36
$\begingroup$

I have a question about matched filtering. Does the matched filter maximise the SNR at the moment of decision only? As far as I understand, if you put, say, NRZ through a matched filter, the SNR will be maximised at the decision point only and that is the advantage of the matched filter. Does it maximise the SNR anywhere else in the output function, or just at the point of decision?

According to Wikipedia

The matched filter is the optimal linear filter for maximizing the signal to noise ratio (SNR) in the presence of additive stochastic noise

This to me implies that it maximises it everywhere, but I don't see how that is possible. I've looked at the maths in my communications engineering textbooks, and from what I can tell, it's just at the decision point.

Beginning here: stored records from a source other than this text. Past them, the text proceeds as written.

/// Navigational context
///
/// A shareable reference of the form `/?photoId=5`. The lightbox is open
/// exactly when the current route carries a photo id.
use std::fmt;
use std::str::FromStr;

const PHOTO_PARAM: &str = "photoId";

#[derive(Debug, Clone, Copy, PartialEq, Eq, Default)]
pub struct Route {
    pub photo_id: Option<usize>,
}

impl Route {
    pub fn root() -> Self {
        Self::default()
    }

    pub fn photo(id: usize) -> Self {
        Self { photo_id: Some(id) }
    }
}

impl FromStr for Route {
    type Err = std::convert::Infallible;

    /// Accepts `/?photoId=5`, `?photoId=5`, `photoId=5` and full URLs.
    /// Anything unparseable is the root route.
    fn from_str(s: &str) -> Result<Self, Self::Err> {
        let s = s.split('#').next().unwrap_or_default();
        let query = match s.split_once('?') {
            Some((_, query)) => query,
            None => s,
        };

        let photo_id = query
            .split('&')
            .filter_map(|pair| pair.split_once('='))
            .find(|(key, _)| *key == PHOTO_PARAM)
            .and_then(|(_, value)| value.trim().parse().ok());

        Ok(Self { photo_id })
    }
}

impl fmt::Display for Route {
    fn fmt(&self, f: &mut fmt::Formatter<'_>) -> fmt::Result {
        match self.photo_id {
            Some(id) => write!(f, "/?{PHOTO_PARAM}={id}"),
            None => write!(f, "/"),
        }
    }
}

#[cfg(test)]
mod tests {
    use super::*;

    #[test]
    fn test_parse_variants() {
        for input in ["/?photoId=5", "?photoId=5", "photoId=5", "https://photos.example.com/?x=1&photoId=5#top"] {
            assert_eq!(input.parse::<Route>().unwrap(), Route::photo(5), "{input}");
        }
    }

    #[test]
    fn test_parse_root_and_garbage() {
        for input in ["/", "", "?photoId=", "?photoId=abc", "?photoId=-1", "?other=3"] {
            assert_eq!(input.parse::<Route>().unwrap(), Route::root(), "{input}");
        }
    }

    #[test]
    fn test_display() {
        assert_eq!(Route::photo(12).to_string(), "/?photoId=12");
        assert_eq!(Route::root().to_string(), "/");
        assert_eq!(Route::photo(7).to_string().parse::<Route>().unwrap(), Route::photo(7));
    }
}
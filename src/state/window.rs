/// Visibility window: how many records of each tab are rendered
///
/// The rendered subset of a collection is always a prefix. Counts only
/// grow while a session lives and survive switching tabs back and forth.
use std::collections::HashMap;

#[derive(Debug, Clone)]
pub struct VisibilityWindow {
    counts: HashMap<String, usize>,
    initial_batch: usize,
    batch_size: usize,
}

impl VisibilityWindow {
    pub fn new(initial_batch: usize, batch_size: usize) -> Self {
        Self {
            counts: HashMap::new(),
            initial_batch: initial_batch.max(1),
            batch_size: batch_size.max(1),
        }
    }

    pub fn batch_size(&self) -> usize {
        self.batch_size
    }

    /// Initialise a tab on first activation. Existing counts are left alone.
    pub fn activate(&mut self, name: &str, len: usize) -> usize {
        let initial = self.initial_batch.min(len);
        *self.counts.entry(name.to_string()).or_insert(initial)
    }

    /// Grow the window by `delta`, clamped to `len`
    pub fn reveal(&mut self, name: &str, delta: usize, len: usize) -> usize {
        let count = self.counts.entry(name.to_string()).or_insert(0);
        *count = count.saturating_add(delta).min(len).max(*count);
        *count
    }

    /// Grow the window until it includes `through` records
    pub fn reveal_through(&mut self, name: &str, through: usize, len: usize) -> usize {
        let current = self.visible(name);
        self.reveal(name, through.saturating_sub(current), len)
    }

    /// Number of revealed records, 0 for tabs never activated
    pub fn visible(&self, name: &str) -> usize {
        self.counts.get(name).copied().unwrap_or(0)
    }

    /// Revealed count, or the initial batch for tabs not yet activated
    pub fn visible_or_initial(&self, name: &str, len: usize) -> usize {
        self.counts
            .get(name)
            .copied()
            .unwrap_or_else(|| self.initial_batch.min(len))
    }

    pub fn is_full(&self, name: &str, len: usize) -> bool {
        self.visible(name) >= len
    }

    /// Forget every tab (used when the collections are reloaded)
    pub fn reset(&mut self) {
        self.counts.clear();
    }
}
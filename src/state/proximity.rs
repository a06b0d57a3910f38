/// Proximity signal for the grid sentinel
///
/// The sentinel sits after the last rendered record. The observer is armed
/// for one sentinel at a time and fires at most once per arming: after the
/// window grows the sentinel is a new element and must be armed again.

/// Scroll metrics reported by the grid's scrollable, in logical pixels
#[derive(Debug, Clone, Copy, PartialEq, Default)]
pub struct ScrollMetrics {
    pub offset_y: f32,
    pub viewport_height: f32,
    pub content_height: f32,
}

impl ScrollMetrics {
    /// Distance between the bottom of the viewport and the end of the content
    pub fn remaining(&self) -> f32 {
        (self.content_height - self.offset_y - self.viewport_height).max(0.0)
    }

    /// Whether the grid has reported a layout yet
    pub fn is_measured(&self) -> bool {
        self.viewport_height > 0.0
    }
}

/// The element being observed: the sentinel placed after `index` records of `collection`
#[derive(Debug, Clone, PartialEq, Eq)]
pub struct Sentinel {
    pub collection: String,
    pub index: usize,
}

#[derive(Debug, Clone)]
pub struct ProximityObserver {
    armed: Option<Sentinel>,
    margin: f32,
}

impl ProximityObserver {
    pub fn new(margin: f32) -> Self {
        Self {
            armed: None,
            margin: margin.max(0.0),
        }
    }

    /// Observe a freshly rendered sentinel, replacing any previous one
    pub fn arm(&mut self, collection: &str, index: usize) {
        self.armed = Some(Sentinel {
            collection: collection.to_string(),
            index,
        });
    }

    pub fn disarm(&mut self) {
        self.armed = None;
    }

    pub fn armed(&self) -> Option<&Sentinel> {
        self.armed.as_ref()
    }

    /// Fire if the armed sentinel is within the margin of the viewport.
    /// Content shorter than the viewport leaves the sentinel on screen, so it
    /// fires too. Metrics from a grid that was never laid out are ignored.
    /// Firing disarms the observer.
    pub fn observe(&mut self, metrics: &ScrollMetrics) -> Option<Sentinel> {
        if !metrics.is_measured() {
            return None;
        }
        if self.armed.is_some() && metrics.remaining() <= self.margin {
            self.armed.take()
        } else {
            None
        }
    }
}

Another question I have is, why not make a filter that makes a really tall skinny spike at the point of decision. Wouldn't that make the SNR even better?

Thanks.

Edit: I guess what I'm also thinking is, say you have a some NRZ data and you use a matched filter, the matched filter could be implemented with an I&D (integrate and dump). The I&D will basically ramp up until it gets to the sampling time and the idea is that one samples at the peak of the I&D because at that point, the SNR is a maximum. What I don't get is, why not create a filter that double integrates it or something like that, that way, you'd have a squared increase (rather than a ramp) and the point at which you sample would be even higher up and from what I can tell, more likely to be interpreted correctly by the decision circuit (and give a lower Pe (probability of error))?

$\endgroup$
1
  • 1
    $\begingroup$ Read this answer and specifically the link in the last sentence. Your double integration is effectively computing the output (at the desired sampling time) of a non-matched filter and so cannot give a smaller $P_e$ than the matched filter if the noise is additive Gaussian. If the noise is additive Gaussian noise, then no filter, whether linear or nonlinear, can give a smaller error probability than the matched filter. $\endgroup$ May 12 '13 at 15:11
59
$\begingroup$

Since this question has multiple sub-questions in edits, comments on answers, etc., and these have not been addressed, here goes.

Matched filters

Consider a finite-energy signal $s(t)$ that is the input to a (linear time-invariant BIBO-stable) filter with impulse response $h(t)$, transfer function $H(f)$, and produces the output signal $$y(\tau) = \int_{-\infty}^\infty s(\tau-t)h(t)\,\mathrm dt.\tag{1}$$ What choice of $h(t)$ will produce a maximum response at a given time $t_0$? That is, we are looking for a filter such that the global maximum of $y(\tau)$ occurs at $t_0$. This really is a very loosely phrased (and really unanswerable) question because clearly the filter with impulse response $2h(t)$ will have larger response than the filter with impulse response $h(t)$, and so there is no such thing as the filter that maximizes the response. So, rather than compare apples and oranges, let us include the constraint that we seek the filter that maximizes $y(t_0)$ subject to the impulse response having a fixed energy, for example, subject to $$\int_{-\infty}^\infty |h(t)|^2\,\mathrm dt = \mathbb E = \int_{-\infty}^\infty |s(t)|^2 \,\mathrm dt.\tag{2}$$


Here onwards, "filter" shall mean a linear time-invariant filter whose impulse response satisfies (2).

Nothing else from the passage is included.